Alvaro Ramírez González

Columnista

Una de las deformaciones legales que tiene a Colombia degradada, desconfigurada y su justicia trabajando al revés ante la mirada desconcertada de los ciudadanos, son los famosos derechos humanos.

El país se dedicó a concederle derechos a todo el mundo pero se olvidó de los deberes que son la otra cara de la moneda de los derechos. Indígenas, afrodescendientes, minorías, oposición, marchantes, protesta, sindicalistas, ambientalistas, detenidos, homosexuales, transgenero, condenados, y mil cosas más lógicas e ilógicas están rodeadas de unos derechos que les han permitido cometer todo tipo de abusos, y torcer y arrodillar la justicia.

Una Corte como la JEP, integrada por amigos y afines de las FARC, juzgando a las FARC, es una farsa que apenas permitió y concedió un tramposo a irresponsable como Juan Manuel Santos.

Unas comunidades indígenas que apoyadas en unas “consultas previas” que alguien se inventó, han tenido detenidas y aplazadas por muchos años, autopistas y obras de infraestructura que necesita el País.

El chantaje económico es la herramienta que abusivamente han usado algunas comunidades para permitir esas obras. Sin esos pagos, las obras nunca podrán avanzar.

La universidad pública se ha convertido en fábrica de explosivos, campos de entrenamiento de vándalos y adoctrinamiento de milicianos de los grupos terroristas. Los derechos que rodean esa “autonomía universitaria” les han permitido esta deformación en la tarea misional de la universidad pública.

Fecode es un sindicato de izquierda que se ha dedicado a apoyar las jornadas de paros, marchas, bloqueos y destrucción montadas por Petro y sus amigos intentado conseguir con el caos y la violencia lo que no pudo conseguir en las urnas.

Los hijos estudiantes no tienen ya tiempo de estudiar. La cuenta es que descontados los dos periodos de vacaciones, los fines de semana, los días de fiesta y los días en paro, los profesores de Fecode apenas trabajan 61 días del año; pero les pagamos 365.

Es tan protuberante y vergonzoso el abuso de los derechos que la izquierda tiene como bandera de lucha, la eliminación del ESMAD, sobre la mentira vulgar que los violentos son los policías y no los vándalos encapuchados.  La izquierda amparada en un “tonto” concepto de Minsalud, ha enredado a las Cortes y les ha vendido el cuento de que el Glifosato es el que mata, cuando es la coca la que destruye la sociedad, pero es la fuente de financiación del terrorismo que es muy amigo de la izquierda. El Glifosato lo han usado en toda la agricultura por casi 70 años y en todo el mundo.
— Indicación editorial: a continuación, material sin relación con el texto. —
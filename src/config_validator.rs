use crate::config::Config;
use crate::error::GatewayError;
use crate::routing::{RouteRule, Topology};
use std::collections::HashSet;

/// Validates configuration objects for consistency and correctness
pub struct ConfigValidator;

impl ConfigValidator {
    /// Validates a Redis URL
    pub fn validate_redis_url(url: &str) -> Result<(), GatewayError> {
        if url.is_empty() {
            return Err(GatewayError::Validation(
                "Redis URL cannot be empty".to_string(),
            ));
        }

        if !url.starts_with("redis://") && !url.starts_with("rediss://") {
            return Err(GatewayError::Validation(
                "Redis URL must start with 'redis://' or 'rediss://'".to_string(),
            ));
        }

        Ok(())
    }

    /// Validates rate limit parameters
    pub fn validate_rate_limit(requests: u64, window_secs: u64) -> Result<(), GatewayError> {
        if requests == 0 {
            return Err(GatewayError::Validation(
                "Rate limit must allow at least one request".to_string(),
            ));
        }

        if window_secs == 0 {
            return Err(GatewayError::Validation(
                "Rate limit window must be greater than 0".to_string(),
            ));
        }

        Ok(())
    }

    /// Validates the service table and route order
    pub fn validate_topology(topology: &Topology) -> Result<(), GatewayError> {
        let mut names = HashSet::new();
        for service in &topology.services {
            if service.name.is_empty() {
                return Err(GatewayError::Validation(
                    "Service name cannot be empty".to_string(),
                ));
            }
            if service.host.is_empty() || service.port.is_empty() {
                return Err(GatewayError::Validation(format!(
                    "Service '{}' needs a host and a port",
                    service.name
                )));
            }
            if service.port.parse::<u16>().is_err() {
                return Err(GatewayError::Validation(format!(
                    "Service '{}' has invalid port '{}'",
                    service.name, service.port
                )));
            }
            if !names.insert(service.name.as_str()) {
                return Err(GatewayError::Validation(format!(
                    "Service '{}' is declared twice",
                    service.name
                )));
            }
        }

        if topology.routes.is_empty() {
            return Err(GatewayError::Validation(
                "At least one route is required".to_string(),
            ));
        }

        for (index, rule) in topology.routes.iter().enumerate() {
            if !rule.prefix.is_empty() && !rule.prefix.starts_with('/') {
                return Err(GatewayError::Validation(format!(
                    "Route prefix '{}' must start with '/'",
                    rule.prefix
                )));
            }
            if let Some(earlier) = shadowing_rule(&topology.routes[..index], rule) {
                return Err(GatewayError::Validation(format!(
                    "Route '{}' is unreachable: '{}' is declared before it",
                    rule.prefix, earlier.prefix
                )));
            }
        }

        Ok(())
    }

    /// Validates everything the gateway needs before it starts serving
    pub fn validate(config: &Config, topology: &Topology) -> Result<(), GatewayError> {
        if config.rate_limit_enabled {
            Self::validate_redis_url(&config.redis_url)?;
            Self::validate_rate_limit(config.rate_limit_requests, config.rate_limit_window_secs)?;
            if config.rate_limit_store_timeout_ms == 0 {
                return Err(GatewayError::Validation(
                    "Rate limit store timeout must be greater than 0".to_string(),
                ));
            }
            config.failure_policy()?;
        }
        config.relay()?;
        Self::validate_topology(topology)
    }
}

/// An earlier rule whose prefix covers every path `rule` could match.
fn shadowing_rule<'a>(earlier: &'a [RouteRule], rule: &RouteRule) -> Option<&'a RouteRule> {
    earlier.iter().find(|candidate| candidate.matches(&rule.prefix))
}
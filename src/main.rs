use anyhow::Result;
use gateway::config::Config;
use gateway::server::Server;
use tracing_subscriber::{layer::SubscriberExt, util::SubscriberInitExt};

#[tokio::main]
async fn main() -> Result<()> {
    // Load environment variables from .env file
    dotenv::dotenv().ok();

    let config = Config::from_env()
        .map_err(|e| anyhow::anyhow!("Failed to load configuration: {}", e))?;

    let filter = tracing_subscriber::EnvFilter::try_from_default_env()
        .unwrap_or_else(|_| format!("gateway={},tower_http=info", config.log_level).into());
    let registry = tracing_subscriber::registry().with(filter);
    if config.json_logs() {
        registry.with(tracing_subscriber::fmt::layer().json()).init();
    } else {
        registry.with(tracing_subscriber::fmt::layer()).init();
    }

    tracing::info!("Starting gateway");
    tracing::info!(
        "Configuration: bind_addr={}, redis_url={}, rate_limit={}/{}s",
        config.bind_addr,
        config.redis_url,
        config.rate_limit_requests,
        config.rate_limit_window_secs
    );

    let server = Server::new(config)
        .await
        .map_err(|e| anyhow::anyhow!("Failed to create server: {}", e))?;

    // Failing to bind the listener is the one fatal runtime error.
    server
        .run()
        .await
        .map_err(|e| anyhow::anyhow!("Server error: {}", e))?;

    Ok(())
}
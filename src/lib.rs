pub mod algorithms;
pub mod config;
pub mod config_validator;
pub mod error;
pub mod health;
pub mod middleware;
pub mod proxy;
pub mod rate_limiter;
pub mod redis;
pub mod registry;
pub mod routing;
pub mod server;

pub use config::Config;
pub use error::{GatewayError, Result};
pub use server::{create_app, Gateway, Server};
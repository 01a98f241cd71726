use axum::http::StatusCode;
use axum::response::{IntoResponse, Response};
use axum::Json;
use serde::Serialize;
use thiserror::Error;

pub type Result<T, E = GatewayError> = std::result::Result<T, E>;

#[derive(Debug, Error)]
pub enum GatewayError {
    #[error("no route matches path {path}")]
    RouteNotFound { path: String },

    #[error("unknown service {service}")]
    UnknownService { service: String },

    #[error("rate limit exceeded")]
    QuotaExceeded,

    #[error("rate limit store error: {0}")]
    Store(String),

    #[error("invalid target {target}: {reason}")]
    InvalidTarget { target: String, reason: String },

    #[error("failed to send request to {target}: {source}")]
    Send {
        target: String,
        #[source]
        source: reqwest::Error,
    },

    #[error("failed to read response body from {target}: {source}")]
    ResponseBody {
        target: String,
        #[source]
        source: reqwest::Error,
    },

    #[error("configuration error: {0}")]
    Configuration(String),

    #[error("validation error: {0}")]
    Validation(String),
}

impl From<redis::RedisError> for GatewayError {
    fn from(err: redis::RedisError) -> Self {
        GatewayError::Store(err.to_string())
    }
}

impl GatewayError {
    pub fn status(&self) -> StatusCode {
        match self {
            GatewayError::RouteNotFound { .. } | GatewayError::UnknownService { .. } => {
                StatusCode::NOT_FOUND
            }
            GatewayError::QuotaExceeded => StatusCode::TOO_MANY_REQUESTS,
            GatewayError::Store(_) => StatusCode::SERVICE_UNAVAILABLE,
            GatewayError::InvalidTarget { .. }
            | GatewayError::Send { .. }
            | GatewayError::ResponseBody { .. }
            | GatewayError::Configuration(_)
            | GatewayError::Validation(_) => StatusCode::INTERNAL_SERVER_ERROR,
        }
    }
}

/// Internal failure detail carried on an error response.
///
/// Never serialized into the body; the request observer picks it up from
/// the response extensions and writes it to the access log.
#[derive(Debug, Clone)]
pub struct ErrorDetail(pub String);

#[derive(Debug, Serialize)]
pub struct ErrorResponse {
    pub error: String,
    pub message: String,
    pub code: u16,
}

impl ErrorResponse {
    pub fn new(error: &str, message: &str, code: u16) -> Self {
        Self {
            error: error.to_string(),
            message: message.to_string(),
            code,
        }
    }

    pub fn from_gateway_error(err: &GatewayError) -> Self {
        let code = err.status().as_u16();
        match err.status() {
            StatusCode::NOT_FOUND => Self::new("not_found", "Not Found", code),
            StatusCode::TOO_MANY_REQUESTS => {
                Self::new("rate_limit_exceeded", "Too Many Requests", code)
            }
            StatusCode::SERVICE_UNAVAILABLE => {
                Self::new("service_unavailable", "Service Unavailable", code)
            }
            _ => Self::new("internal_error", "Internal Server Error", code),
        }
    }
}

impl IntoResponse for GatewayError {
    fn into_response(self) -> Response {
        let body = ErrorResponse::from_gateway_error(&self);
        let mut response = (self.status(), Json(body)).into_response();
        response
            .extensions_mut()
            .insert(ErrorDetail(self.to_string()));
        response
    }
}
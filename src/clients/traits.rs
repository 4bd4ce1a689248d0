use async_trait::async_trait;

use crate::error::Result;
use crate::prompts::VisionPrompt;

/// Opaque "images + prompt in, free-form text out" capability
#[async_trait]
pub trait VisionCapability: Send + Sync {
    /// Send one prompt and return the raw text reply. No retries.
    async fn complete(&self, prompt: &VisionPrompt) -> Result<String>;

    /// Short name for logs
    fn name(&self) -> &str;
}
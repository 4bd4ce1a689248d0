use serde::{Deserialize, Serialize};

pub const DEFAULT_BASE_URL: &str = "https://api.anthropic.com";
pub const DEFAULT_MODEL: &str = "claude-sonnet-4-20250514";
pub const DEFAULT_ANTHROPIC_VERSION: &str = "2023-06-01";
pub const DEFAULT_MAX_TOKENS: u32 = 4096;
const MAX_TOKENS_CEILING: u32 = 8192;

/// Main configuration structure loaded from five_s_audit.toml and environment variables
#[derive(Debug, Clone, Deserialize, Serialize)]
pub struct Config {
    #[serde(default)]
    pub capability: CapabilityConfig,
    #[serde(default)]
    pub server: ServerConfig,
    /// Runtime configuration loaded from environment variables
    #[serde(skip)]
    pub runtime: RuntimeConfig,
}

/// Settings for the vision inference capability (everything except the credential)
#[derive(Debug, Clone, PartialEq, Deserialize, Serialize)]
#[serde(default)]
pub struct CapabilityConfig {
    pub base_url: String,
    pub model: String,
    pub anthropic_version: String,
    pub max_tokens: u32,
    pub request_timeout_ms: u64,
}

impl Default for CapabilityConfig {
    fn default() -> Self {
        Self {
            base_url: DEFAULT_BASE_URL.to_string(),
            model: DEFAULT_MODEL.to_string(),
            anthropic_version: DEFAULT_ANTHROPIC_VERSION.to_string(),
            max_tokens: DEFAULT_MAX_TOKENS,
            // Vision calls over four images regularly take tens of seconds
            request_timeout_ms: 120_000,
        }
    }
}

#[derive(Debug, Clone, Deserialize, Serialize)]
#[serde(default)]
pub struct ServerConfig {
    pub bind: std::net::SocketAddr,
}

impl Default for ServerConfig {
    fn default() -> Self {
        Self {
            bind: std::net::SocketAddr::from(([127, 0, 0, 1], 8788)),
        }
    }
}

/// Runtime configuration loaded from environment variables
#[derive(Debug, Clone)]
pub struct RuntimeConfig {
    pub anthropic_api_key: Option<String>,
    pub log_level: String,
}

impl Default for RuntimeConfig {
    fn default() -> Self {
        Self {
            anthropic_api_key: None,
            log_level: "five_s_audit=info,tower_http=info".to_string(),
        }
    }
}

impl RuntimeConfig {
    /// Load runtime configuration from environment variables
    pub fn load_from_env() -> Self {
        Self {
            // Blank keys count as missing so the invoker reports CapabilityUnavailable
            anthropic_api_key: std::env::var("ANTHROPIC_API_KEY")
                .ok()
                .map(|k| k.trim().to_string())
                .filter(|k| !k.is_empty()),
            log_level: std::env::var("RUST_LOG")
                .unwrap_or_else(|_| "five_s_audit=info,tower_http=info".to_string()),
        }
    }
}

impl Default for Config {
    fn default() -> Self {
        Self {
            capability: CapabilityConfig::default(),
            server: ServerConfig::default(),
            runtime: RuntimeConfig::default(),
        }
    }
}

impl Config {
    /// Load configuration from TOML file and environment variables
    /// Uses FIVE_S_AUDIT_CONFIG environment variable or defaults to "five_s_audit.toml"
    pub fn load() -> anyhow::Result<Self> {
        Self::load_dotenv();

        let config_path = std::env::var("FIVE_S_AUDIT_CONFIG")
            .unwrap_or_else(|_| "five_s_audit.toml".to_string());

        let mut config: Config = if let Ok(content) = std::fs::read_to_string(&config_path) {
            Self::from_toml(&content)?
        } else {
            tracing::warn!("Config file {} not found, using defaults", config_path);
            Self::default()
        };

        config.apply_env_overrides();
        config.runtime = RuntimeConfig::load_from_env();
        config.validate()?;

        Ok(config)
    }

    /// Populate the process environment from FIVE_S_ENV_FILE, otherwise ./.env if present
    ///
    /// Existing variables win. Safe to call more than once, so callers can read
    /// RUST_LOG and install a subscriber before [`Config::load`] emits warnings.
    pub fn load_dotenv() {
        if let Ok(env_path) = std::env::var("FIVE_S_ENV_FILE") {
            let _ = dotenvy::from_path(env_path);
        } else {
            let _ = dotenvy::from_path(".env");
        }
    }

    pub fn from_toml(content: &str) -> anyhow::Result<Self> {
        Ok(toml::from_str(content)?)
    }

    /// Apply env overrides (env-first)
    pub fn apply_env_overrides(&mut self) {
        if let Ok(url) = std::env::var("ANTHROPIC_BASE_URL") {
            self.capability.base_url = url;
            tracing::debug!("ANTHROPIC_BASE_URL env override applied");
        }
        if let Ok(model) = std::env::var("ANTHROPIC_MODEL") {
            self.capability.model = model;
            tracing::debug!("ANTHROPIC_MODEL env override applied");
        }
        if let Some(max_tokens) = std::env::var("FIVE_S_MAX_TOKENS")
            .ok()
            .and_then(|v| v.parse::<u32>().ok())
        {
            self.capability.max_tokens = max_tokens;
        }
        if let Some(timeout) = std::env::var("FIVE_S_REQUEST_TIMEOUT_MS")
            .ok()
            .and_then(|v| v.parse::<u64>().ok())
        {
            self.capability.request_timeout_ms = timeout;
        }
        if let Ok(v) = std::env::var("FIVE_S_HTTP_BIND")
            && let Ok(bind) = v.parse::<std::net::SocketAddr>()
        {
            self.server.bind = bind;
        }
    }

    /// Validate and clamp values
    pub fn validate(&mut self) -> anyhow::Result<()> {
        if self.capability.model.trim().is_empty() {
            anyhow::bail!("capability.model must not be empty");
        }
        if !self.capability.base_url.starts_with("http://")
            && !self.capability.base_url.starts_with("https://")
        {
            anyhow::bail!(
                "capability.base_url '{}' must start with http:// or https://",
                self.capability.base_url
            );
        }

        if self.capability.max_tokens == 0 {
            self.capability.max_tokens = 1;
        } else if self.capability.max_tokens > MAX_TOKENS_CEILING {
            tracing::warn!(
                "max_tokens {} exceeds max {}, clamping",
                self.capability.max_tokens,
                MAX_TOKENS_CEILING
            );
            self.capability.max_tokens = MAX_TOKENS_CEILING;
        }

        if self.capability.request_timeout_ms == 0 {
            tracing::warn!("request_timeout_ms must be > 0, using default");
            self.capability.request_timeout_ms = CapabilityConfig::default().request_timeout_ms;
        }

        Ok(())
    }
}
//! Error taxonomy for the assessment pipeline and its outward error shape

use serde::Serialize;
use thiserror::Error;

/// Main error type for five-s-audit
#[derive(Error, Debug)]
pub enum AuditError {
    #[error("No images provided")]
    EmptyInput,

    #[error("Too many images: {count} provided, at most {max} allowed")]
    TooManyImages { count: usize, max: usize },

    #[error("Image {index} is not a valid base64 payload: {message}")]
    InvalidImage { index: usize, message: String },

    #[error("Inference capability unavailable: {message}")]
    CapabilityUnavailable { message: String },

    /// `status` is absent when the request never produced a response
    /// (connect failure, timeout). `body` is kept for logs only.
    #[error("{}", transport_message(.status, .message))]
    TransportFailure {
        status: Option<u16>,
        message: String,
        body: String,
    },

    #[error("Could not find a JSON object in the model response")]
    NoJsonFound,

    #[error("Could not parse JSON from the model response: {message}")]
    MalformedJson { message: String },

    #[error("Invalid assessment structure: {message}")]
    InvalidStructure { message: String },

    #[error("Configuration error: {message}")]
    Config { message: String },
}

fn transport_message(status: &Option<u16>, message: &str) -> String {
    match status {
        Some(code) => format!("Inference capability error: status {code}"),
        None => format!("Inference capability request failed: {message}"),
    }
}

/// Stable, copyable discriminant of [`AuditError`]
#[derive(Debug, Clone, Copy, PartialEq, Eq, Serialize)]
#[serde(rename_all = "snake_case")]
pub enum ErrorKind {
    EmptyInput,
    TooManyImages,
    InvalidImage,
    CapabilityUnavailable,
    TransportFailure,
    NoJsonFound,
    MalformedJson,
    InvalidStructure,
    Config,
}

impl ErrorKind {
    pub fn as_str(&self) -> &'static str {
        match self {
            ErrorKind::EmptyInput => "empty_input",
            ErrorKind::TooManyImages => "too_many_images",
            ErrorKind::InvalidImage => "invalid_image",
            ErrorKind::CapabilityUnavailable => "capability_unavailable",
            ErrorKind::TransportFailure => "transport_failure",
            ErrorKind::NoJsonFound => "no_json_found",
            ErrorKind::MalformedJson => "malformed_json",
            ErrorKind::InvalidStructure => "invalid_structure",
            ErrorKind::Config => "config",
        }
    }
}

impl std::fmt::Display for ErrorKind {
    fn fmt(&self, f: &mut std::fmt::Formatter<'_>) -> std::fmt::Result {
        f.write_str(self.as_str())
    }
}

const CREDENTIAL_HINT: &str =
    "Check that ANTHROPIC_API_KEY is set in the environment or the .env file";

impl AuditError {
    pub fn kind(&self) -> ErrorKind {
        match self {
            AuditError::EmptyInput => ErrorKind::EmptyInput,
            AuditError::TooManyImages { .. } => ErrorKind::TooManyImages,
            AuditError::InvalidImage { .. } => ErrorKind::InvalidImage,
            AuditError::CapabilityUnavailable { .. } => ErrorKind::CapabilityUnavailable,
            AuditError::TransportFailure { .. } => ErrorKind::TransportFailure,
            AuditError::NoJsonFound => ErrorKind::NoJsonFound,
            AuditError::MalformedJson { .. } => ErrorKind::MalformedJson,
            AuditError::InvalidStructure { .. } => ErrorKind::InvalidStructure,
            AuditError::Config { .. } => ErrorKind::Config,
        }
    }

    /// Actionable hint for the caller, only when the operator can fix the cause
    pub fn hint(&self) -> Option<&'static str> {
        match self {
            AuditError::CapabilityUnavailable { .. } => Some(CREDENTIAL_HINT),
            _ => None,
        }
    }

    /// HTTP status the transport layer reports for this failure
    pub fn status_code(&self) -> u16 {
        match self.kind() {
            ErrorKind::EmptyInput | ErrorKind::TooManyImages | ErrorKind::InvalidImage => 400,
            ErrorKind::CapabilityUnavailable => 503,
            ErrorKind::TransportFailure
            | ErrorKind::NoJsonFound
            | ErrorKind::MalformedJson
            | ErrorKind::InvalidStructure => 502,
            ErrorKind::Config => 500,
        }
    }

    pub fn to_body(&self) -> ErrorBody {
        ErrorBody {
            error: self.to_string(),
            hint: self.hint().map(str::to_string),
        }
    }
}

/// Error response shape returned to callers: `{ "error": ..., "hint"?: ... }`
#[derive(Debug, Clone, PartialEq, Eq, Serialize, serde::Deserialize)]
pub struct ErrorBody {
    pub error: String,
    #[serde(default, skip_serializing_if = "Option::is_none")]
    pub hint: Option<String>,
}

impl ErrorBody {
    pub fn new(error: impl Into<String>) -> Self {
        Self {
            error: error.into(),
            hint: None,
        }
    }
}

impl From<serde_json::Error> for AuditError {
    fn from(err: serde_json::Error) -> Self {
        AuditError::MalformedJson {
            message: err.to_string(),
        }
    }
}

impl From<reqwest::Error> for AuditError {
    fn from(err: reqwest::Error) -> Self {
        AuditError::TransportFailure {
            status: err.status().map(|s| s.as_u16()),
            message: if err.is_timeout() {
                "request timed out".to_string()
            } else {
                err.to_string()
            },
            body: String::new(),
        }
    }
}

impl From<anyhow::Error> for AuditError {
    fn from(err: anyhow::Error) -> Self {
        AuditError::Config {
            message: err.to_string(),
        }
    }
}

/// Result type alias for pipeline operations
pub type Result<T> = std::result::Result<T, AuditError>;
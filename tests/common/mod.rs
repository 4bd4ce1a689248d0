#![allow(dead_code)]

use std::sync::Mutex;
use std::sync::atomic::{AtomicUsize, Ordering};

use async_trait::async_trait;
use base64::Engine as _;
use base64::engine::general_purpose::STANDARD as BASE64;
use five_s_audit::clients::VisionCapability;
use five_s_audit::prompts::VisionPrompt;
use five_s_audit::{AuditError, Result};

/// Scripted stand-in for the inference capability
pub struct FakeCapability {
    reply: Box<dyn Fn() -> Result<String> + Send + Sync>,
    calls: AtomicUsize,
    last_prompt: Mutex<Option<VisionPrompt>>,
}

impl FakeCapability {
    pub fn replying(text: impl Into<String>) -> Self {
        let text = text.into();
        Self::with(move || Ok(text.clone()))
    }

    pub fn unavailable() -> Self {
        Self::with(|| {
            Err(AuditError::CapabilityUnavailable {
                message: "ANTHROPIC_API_KEY not configured".to_string(),
            })
        })
    }

    pub fn failing_with_status(status: u16, body: &str) -> Self {
        let body = body.to_string();
        Self::with(move || {
            Err(AuditError::TransportFailure {
                status: Some(status),
                message: "upstream error".to_string(),
                body: body.clone(),
            })
        })
    }

    fn with(reply: impl Fn() -> Result<String> + Send + Sync + 'static) -> Self {
        Self {
            reply: Box::new(reply),
            calls: AtomicUsize::new(0),
            last_prompt: Mutex::new(None),
        }
    }

    pub fn calls(&self) -> usize {
        self.calls.load(Ordering::SeqCst)
    }

    pub fn last_prompt(&self) -> Option<VisionPrompt> {
        self.last_prompt.lock().unwrap().clone()
    }
}

#[async_trait]
impl VisionCapability for FakeCapability {
    async fn complete(&self, prompt: &VisionPrompt) -> Result<String> {
        self.calls.fetch_add(1, Ordering::SeqCst);
        *self.last_prompt.lock().unwrap() = Some(prompt.clone());
        (self.reply)()
    }

    fn name(&self) -> &str {
        "fake"
    }
}

/// A base64 payload whose bytes start with a JPEG header
pub fn jpeg_b64() -> String {
    BASE64.encode([0xFF, 0xD8, 0xFF, 0xE0, 0x00, 0x10, b'J', b'F', b'I', b'F'])
}

pub const FULL_REPLY: &str = r#"Here is the audit you asked for.

```json
{
  "scores": {"sort": 72, "set_in_order": 64, "shine": 58, "standardize": 61, "sustain": 55},
  "findings": {
    "sort": [{"observation": "6 obsolete equipment manuals", "location": "top shelf of documentation cabinet", "severity": "moderate"}],
    "set_in_order": [{"observation": "Mixed bolt sizes in unlabeled bins", "location": "workstation 3", "severity": "major"}],
    "shine": [{"observation": "Metal shavings and cutting fluid", "location": "under CNC machine 2", "severity": "major"}],
    "standardize": [],
    "sustain": [{"observation": "No audit schedule posted", "location": "team board", "severity": "minor"}]
  },
  "recommendations": [
    "Immediate: clear shavings under CNC machine 2",
    "Short-term: label all bins at workstation 3",
    "Long-term: introduce a weekly 5S audit rota"
  ],
  "overall_score": 62,
  "summary": "Functional cell with visible clutter and cleanliness gaps."
}
```

Let me know if you need anything else {or a follow-up}."#;
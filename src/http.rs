//! HTTP transport for five-s-audit
//!
//! Axum server exposing the assessment pipeline as `POST /analyze-5s`, plus a
//! plain health check. CORS is open, matching the browser client's needs.

use axum::{
    Json, Router,
    extract::{DefaultBodyLimit, State, rejection::JsonRejection},
    http::StatusCode,
    response::{IntoResponse, Response},
    routing::{get, post},
};
use std::sync::Arc;
use tower_http::cors::{Any, CorsLayer};

use crate::error::{AuditError, ErrorBody};
use crate::models::Submission;
use crate::pipeline::AssessmentPipeline;

/// Four phone photos as base64 comfortably exceed axum's 2 MiB default
pub const MAX_BODY_BYTES: usize = 40 * 1024 * 1024;

/// Shared state for HTTP server
#[derive(Clone)]
pub struct HttpState {
    pub pipeline: Arc<AssessmentPipeline>,
}

impl IntoResponse for AuditError {
    fn into_response(self) -> Response {
        let status =
            StatusCode::from_u16(self.status_code()).unwrap_or(StatusCode::INTERNAL_SERVER_ERROR);
        (status, Json(self.to_body())).into_response()
    }
}

/// Health check endpoint
pub async fn health_handler() -> impl IntoResponse {
    "ok"
}

/// Run one assessment; returns the normalized result or `{error, hint?}`
pub async fn analyze_handler(
    State(state): State<HttpState>,
    payload: std::result::Result<Json<Submission>, JsonRejection>,
) -> Response {
    let Json(submission) = match payload {
        Ok(body) => body,
        Err(rejection) => {
            tracing::warn!("Rejected analyze request: {}", rejection.body_text());
            return (
                StatusCode::BAD_REQUEST,
                Json(ErrorBody::new(format!(
                    "Invalid request body: {}",
                    rejection.body_text()
                ))),
            )
                .into_response();
        }
    };

    match state.pipeline.run(&submission).await {
        Ok(result) => (StatusCode::OK, Json(result)).into_response(),
        Err(err) => err.into_response(),
    }
}

pub fn router(pipeline: Arc<AssessmentPipeline>) -> Router {
    let state = HttpState { pipeline };
    Router::new()
        .route("/health", get(health_handler))
        .route("/analyze-5s", post(analyze_handler))
        .layer(DefaultBodyLimit::max(MAX_BODY_BYTES))
        .layer(
            CorsLayer::new()
                .allow_origin(Any)
                .allow_methods(Any)
                .allow_headers(Any),
        )
        .with_state(state)
}

/// Start the HTTP server
pub async fn start_http_server(
    pipeline: Arc<AssessmentPipeline>,
    bind: std::net::SocketAddr,
) -> anyhow::Result<()> {
    let app = router(pipeline);

    let listener = tokio::net::TcpListener::bind(bind)
        .await
        .map_err(|e| anyhow::anyhow!("Failed to bind HTTP listener: {}", e))?;

    tracing::info!("Starting HTTP server on {} (POST /analyze-5s)", bind);

    axum::serve(listener, app)
        .await
        .map_err(|e| anyhow::anyhow!("HTTP server error: {}", e))?;

    Ok(())
}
Todas estas aberraciones que desconciertan e indignan la sociedad están siempre amparadas en unos “derechos”, que yo califico de inhumanos! La sociedad está reaccionando frente a estas y otras aberraciones que amparan “los derechos”. Iván Duque ha fumigado más de 100.000 has de coca mientras las Cortes tratan de desenredar sus conceptos.

La fuerza pública ya ingresó a varias universidades a desmantelar las fábricas de explosivos y a capturar a los vándalos. Los estudiantes y los ciudadanos están ya formando frentes para combatir y enfrentar a los marchantes. En varias Universidades, como la del Atlántico y la de Antioquia los vándalos han sido apabullados por el grito: “queremos clase!”

También hay una ley en el Congreso que prohíbe y sanciona cualquier tipo de adoctrinamiento político en los colegios; de seguro será aprobada. Hizo carrera un meme que decía: “háblele pronto de política a sus hijos antes de que lo haga Fecode”

Esta avalancha desordenada de derechos sin razón ni medida se van a acabar. Hoy son derechos inhumanos!